> What to do
This exercise calls for the records to be repeated in full, exactly as written.

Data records
▬▬▬▬▬▬▬▬▬▬
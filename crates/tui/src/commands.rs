use std::fmt;
use std::io::Write;

use anyhow::{anyhow, bail, Context, Result};

use crate::cli::{AddArgs, CliCommand, ListArgs, MoveArgs, PositionArgs};
use crate::config::AppConfig;
use crate::core::{AppContext, TaskStore};
use crate::model::{remaining_label, FilterMode, Task};

pub fn execute<W: Write>(config: &AppConfig, command: CliCommand, mut writer: W) -> Result<()> {
    let open_store = || -> Result<TaskStore> {
        Ok(AppContext::open(config.clone())?.into_store())
    };
    match command {
        CliCommand::Tui => bail!("launch interactive surfaces directly"),
        CliCommand::Add(args) => handle_add(&mut open_store()?, &args, &mut writer),
        CliCommand::List(args) => handle_list(&open_store()?, &args, &mut writer),
        CliCommand::Toggle(args) => handle_toggle(&mut open_store()?, &args, &mut writer),
        CliCommand::Delete(args) => handle_delete(&mut open_store()?, &args, &mut writer),
        CliCommand::Move(args) => handle_move(&mut open_store()?, &args, &mut writer),
    }
}

fn handle_add<W: Write>(store: &mut TaskStore, args: &AddArgs, mut writer: W) -> Result<()> {
    let added = store.add_task(&args.joined_text())?;
    writeln!(
        writer,
        "{}",
        Report::Added {
            number: added.position + 1,
            text: &added.text
        }
    )?;
    writeln!(writer, "{}", remaining_label(store.count_active()))?;
    Ok(())
}

fn handle_list<W: Write>(store: &TaskStore, args: &ListArgs, mut writer: W) -> Result<()> {
    let mut shown = 0usize;
    for (position, task) in store.all_tasks().iter().enumerate() {
        if !args.filter.admits(task) {
            continue;
        }
        shown += 1;
        writeln!(writer, "{}", ListLine { position, task })?;
    }
    if shown == 0 {
        writeln!(writer, "{}", EmptyLine(args.filter))?;
    }
    writeln!(writer, "{}", remaining_label(store.count_active()))?;
    Ok(())
}

fn handle_toggle<W: Write>(store: &mut TaskStore, args: &PositionArgs, mut writer: W) -> Result<()> {
    let index = to_index(args.position)?;
    store
        .toggle_task(index)
        .with_context(|| format!("No task at position {}", args.position))?;
    let task = store
        .get(index)
        .ok_or_else(|| anyhow!("No task at position {}", args.position))?;
    let report = if task.completed {
        Report::Completed {
            number: args.position,
            text: &task.text,
        }
    } else {
        Report::Reopened {
            number: args.position,
            text: &task.text,
        }
    };
    writeln!(writer, "{}", report)?;
    writeln!(writer, "{}", remaining_label(store.count_active()))?;
    Ok(())
}

fn handle_delete<W: Write>(store: &mut TaskStore, args: &PositionArgs, mut writer: W) -> Result<()> {
    let index = to_index(args.position)?;
    let text = store
        .get(index)
        .map(|task| task.text.clone())
        .ok_or_else(|| anyhow!("No task at position {}", args.position))?;
    store
        .remove_task(index)
        .with_context(|| format!("No task at position {}", args.position))?;
    writeln!(
        writer,
        "{}",
        Report::Deleted {
            number: args.position,
            text: &text
        }
    )?;
    writeln!(writer, "{}", remaining_label(store.count_active()))?;
    Ok(())
}

fn handle_move<W: Write>(store: &mut TaskStore, args: &MoveArgs, mut writer: W) -> Result<()> {
    let from = to_index(args.from)?;
    let to = to_index(args.to)?;
    store
        .move_task(from, to)
        .with_context(|| format!("Cannot move task {} to {}", args.from, args.to))?;
    writeln!(
        writer,
        "{}",
        Report::Moved {
            from: args.from,
            to: args.to
        }
    )?;
    writeln!(writer, "{}", remaining_label(store.count_active()))?;
    Ok(())
}

/// CLI positions are 1-based.
fn to_index(position: usize) -> Result<usize> {
    if position == 0 {
        bail!("Positions start at 1");
    }
    Ok(position - 1)
}

enum Report<'a> {
    Added { number: usize, text: &'a str },
    Completed { number: usize, text: &'a str },
    Reopened { number: usize, text: &'a str },
    Deleted { number: usize, text: &'a str },
    Moved { from: usize, to: usize },
}

impl fmt::Display for Report<'_> {
    fn fmt(&self, f: &mut fmt::Formatter<'_>) -> fmt::Result {
        match self {
            Report::Added { number, text } => write!(f, "Added #{} {}", number, text),
            Report::Completed { number, text } => write!(f, "Completed #{} {}", number, text),
            Report::Reopened { number, text } => write!(f, "Reopened #{} {}", number, text),
            Report::Deleted { number, text } => write!(f, "Deleted #{} {}", number, text),
            Report::Moved { from, to } => write!(f, "Moved task #{} to #{}", from, to),
        }
    }
}

struct ListLine<'a> {
    position: usize,
    task: &'a Task,
}

impl fmt::Display for ListLine<'_> {
    fn fmt(&self, f: &mut fmt::Formatter<'_>) -> fmt::Result {
        let mark = if self.task.completed { 'x' } else { ' ' };
        write!(f, "{:>3}. [{}] {}", self.position + 1, mark, self.task.text)
    }
}

struct EmptyLine(FilterMode);

impl fmt::Display for EmptyLine {
    fn fmt(&self, f: &mut fmt::Formatter<'_>) -> fmt::Result {
        match self.0 {
            FilterMode::All => write!(f, "No tasks yet"),
            mode => write!(f, "No {} tasks", mode),
        }
    }
}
▬▬▬▬▬▬▬▬▬▬
> Your response
filename crates/tui/src/commands.rs
use std::fmt;
use std::io::Write;

use anyhow::{anyhow, bail, Context, Result};

use crate::cli::{AddArgs, CliCommand, ListArgs, MoveArgs, PositionArgs};
use crate::config::AppConfig;
use crate::core::{AppContext, TaskStore};
use crate::model::{remaining_label, FilterMode, Task};

pub fn execute<W: Write>(config: &AppConfig, command: CliCommand, mut writer: W) -> Result<()> {
    let open_store = || -> Result<TaskStore> {
        Ok(AppContext::open(config.clone())?.into_store())
    };
    match command {
        CliCommand::Tui => bail!("launch interactive surfaces directly"),
        CliCommand::Add(args) => handle_add(&mut open_store()?, &args, &mut writer),
        CliCommand::List(args) => handle_list(&open_store()?, &args, &mut writer),
        CliCommand::Toggle(args) => handle_toggle(&mut open_store()?, &args, &mut writer),
        CliCommand::Delete(args) => handle_delete(&mut open_store()?, &args, &mut writer),
        CliCommand::Move(args) => handle_move(&mut open_store()?, &args, &mut writer),
    }
}

fn handle_add<W: Write>(store: &mut TaskStore, args: &AddArgs, mut writer: W) -> Result<()> {
    let added = store.add_task(&args.joined_text())?;
    writeln!(
        writer,
        "{}",
        Report::Added {
            number: added.position + 1,
            text: &added.text
        }
    )?;
    writeln!(writer, "{}", remaining_label(store.count_active()))?;
    Ok(())
}

fn handle_list<W: Write>(store: &TaskStore, args: &ListArgs, mut writer: W) -> Result<()> {
    let mut shown = 0usize;
    for (position, task) in store.all_tasks().iter().enumerate() {
        if !args.filter.admits(task) {
            continue;
        }
        shown += 1;
        writeln!(writer, "{}", ListLine { position, task })?;
    }
    if shown == 0 {
        writeln!(writer, "{}", EmptyLine(args.filter))?;
    }
    writeln!(writer, "{}", remaining_label(store.count_active()))?;
    Ok(())
}

fn handle_toggle<W: Write>(store: &mut TaskStore, args: &PositionArgs, mut writer: W) -> Result<()> {
    let index = to_index(args.position)?;
    store
        .toggle_task(index)
        .with_context(|| format!("No task at position {}", args.position))?;
    let task = store
        .get(index)
        .ok_or_else(|| anyhow!("No task at position {}", args.position))?;
    let report = if task.completed {
        Report::Completed {
            number: args.position,
            text: &task.text,
        }
    } else {
        Report::Reopened {
            number: args.position,
            text: &task.text,
        }
    };
    writeln!(writer, "{}", report)?;
    writeln!(writer, "{}", remaining_label(store.count_active()))?;
    Ok(())
}

fn handle_delete<W: Write>(store: &mut TaskStore, args: &PositionArgs, mut writer: W) -> Result<()> {
    let index = to_index(args.position)?;
    let text = store
        .get(index)
        .map(|task| task.text.clone())
        .ok_or_else(|| anyhow!("No task at position {}", args.position))?;
    store
        .remove_task(index)
        .with_context(|| format!("No task at position {}", args.position))?;
    writeln!(
        writer,
        "{}",
        Report::Deleted {
            number: args.position,
            text: &text
        }
    )?;
    writeln!(writer, "{}", remaining_label(store.count_active()))?;
    Ok(())
}

fn handle_move<W: Write>(store: &mut TaskStore, args: &MoveArgs, mut writer: W) -> Result<()> {
    let from = to_index(args.from)?;
    let to = to_index(args.to)?;
    store
        .move_task(from, to)
        .with_context(|| format!("Cannot move task {} to {}", args.from, args.to))?;
    writeln!(
        writer,
        "{}",
        Report::Moved {
            from: args.from,
            to: args.to
        }
    )?;
    writeln!(writer, "{}", remaining_label(store.count_active()))?;
    Ok(())
}

/// CLI positions are 1-based.
fn to_index(position: usize) -> Result<usize> {
    if position == 0 {
        bail!("Positions start at 1");
    }
    Ok(position - 1)
}

enum Report<'a> {
    Added { number: usize, text: &'a str },
    Completed { number: usize, text: &'a str },
    Reopened { number: usize, text: &'a str },
    Deleted { number: usize, text: &'a str },
    Moved { from: usize, to: usize },
}

impl fmt::Display for Report<'_> {
    fn fmt(&self, f: &mut fmt::Formatter<'_>) -> fmt::Result {
        match self {
            Report::Added { number, text } => write!(f, "Added #{} {}", number, text),
            Report::Completed { number, text } => write!(f, "Completed #{} {}", number, text),
            Report::Reopened { number, text } => write!(f, "Reopened #{} {}", number, text),
            Report::Deleted { number, text } => write!(f, "Deleted #{} {}", number, text),
            Report::Moved { from, to } => write!(f, "Moved task #{} to #{}", from, to),
        }
    }
}

struct ListLine<'a> {
    position: usize,
    task: &'a Task,
}

impl fmt::Display for ListLine<'_> {
    fn fmt(&self, f: &mut fmt::Formatter<'_>) -> fmt::Result {
        let mark = if self.task.completed { 'x' } else { ' ' };
        write!(f, "{:>3}. [{}] {}", self.position + 1, mark, self.task.text)
    }
}

struct EmptyLine(FilterMode);

impl fmt::Display for EmptyLine {
    fn fmt(&self, f: &mut fmt::Formatter<'_>) -> fmt::Result {
        match self.0 {
            FilterMode::All => write!(f, "No tasks yet"),
            mode => write!(f, "No {} tasks", mode),
        }
    }
}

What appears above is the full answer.